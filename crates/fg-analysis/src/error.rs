use thiserror::Error;

#[derive(Debug, Error)]
pub enum AnalysisError {
    #[error("matrix row {row} has {got} entries, expected {expected}")]
    NotSquare {
        row:      usize,
        expected: usize,
        got:      usize,
    },

    #[error("edge ({from}, {to}) is outside a {n} × {n} matrix")]
    EdgeOutOfRange {
        from: usize,
        to:   usize,
        n:    usize,
    },

    #[error("step {step} has {got} positions, expected {expected}")]
    RaggedFrames {
        step:     usize,
        expected: usize,
        got:      usize,
    },

    #[error("{param} must be a finite value > 0, got {value}")]
    InvalidScale {
        param: &'static str,
        value: f64,
    },

    #[error("a per-frame move of up to {max_step} cannot be told apart from a seam crossing on a {domain}-wide torus")]
    AmbiguousSeam {
        max_step: f64,
        domain:   f64,
    },
}

pub type AnalysisResult<T> = Result<T, AnalysisError>;
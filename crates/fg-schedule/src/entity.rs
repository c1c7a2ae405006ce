use std::fmt;

use fg_core::{ForagerId, SignalId};

/// Anything that takes a turn in the activation order.
#[derive(Copy, Clone, Debug, PartialEq, Eq, Hash, PartialOrd, Ord)]
#[cfg_attr(feature = "serde", derive(serde::Serialize, serde::Deserialize))]
pub enum Entity {
    Forager(ForagerId),
    Signal(SignalId),
}

impl fmt::Display for Entity {
    fn fmt(&self, f: &mut fmt::Formatter<'_>) -> fmt::Result {
        match self {
            Entity::Forager(id) => write!(f, "{id}"),
            Entity::Signal(id)  => write!(f, "{id}"),
        }
    }
}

--------------------------------------------------

**REQUIREMENT:**
Copying should begin at the line containing "repository c1c7a2ae405006ce" and end at the last line of the material, with every line in between reproduced exactly.

**ANSWER BOX:**
repository c1c7a2ae405006ce
use std::fmt;

use fg_core::{ForagerId, SignalId};

/// Anything that takes a turn in the activation order.
#[derive(Copy, Clone, Debug, PartialEq, Eq, Hash, PartialOrd, Ord)]
#[cfg_attr(feature = "serde", derive(serde::Serialize, serde::Deserialize))]
pub enum Entity {
    Forager(ForagerId),
    Signal(SignalId),
}

impl fmt::Display for Entity {
    fn fmt(&self, f: &mut fmt::Formatter<'_>) -> fmt::Result {
        match self {
            Entity::Forager(id) => write!(f, "{id}"),
            Entity::Signal(id)  => write!(f, "{id}"),
        }
    }
}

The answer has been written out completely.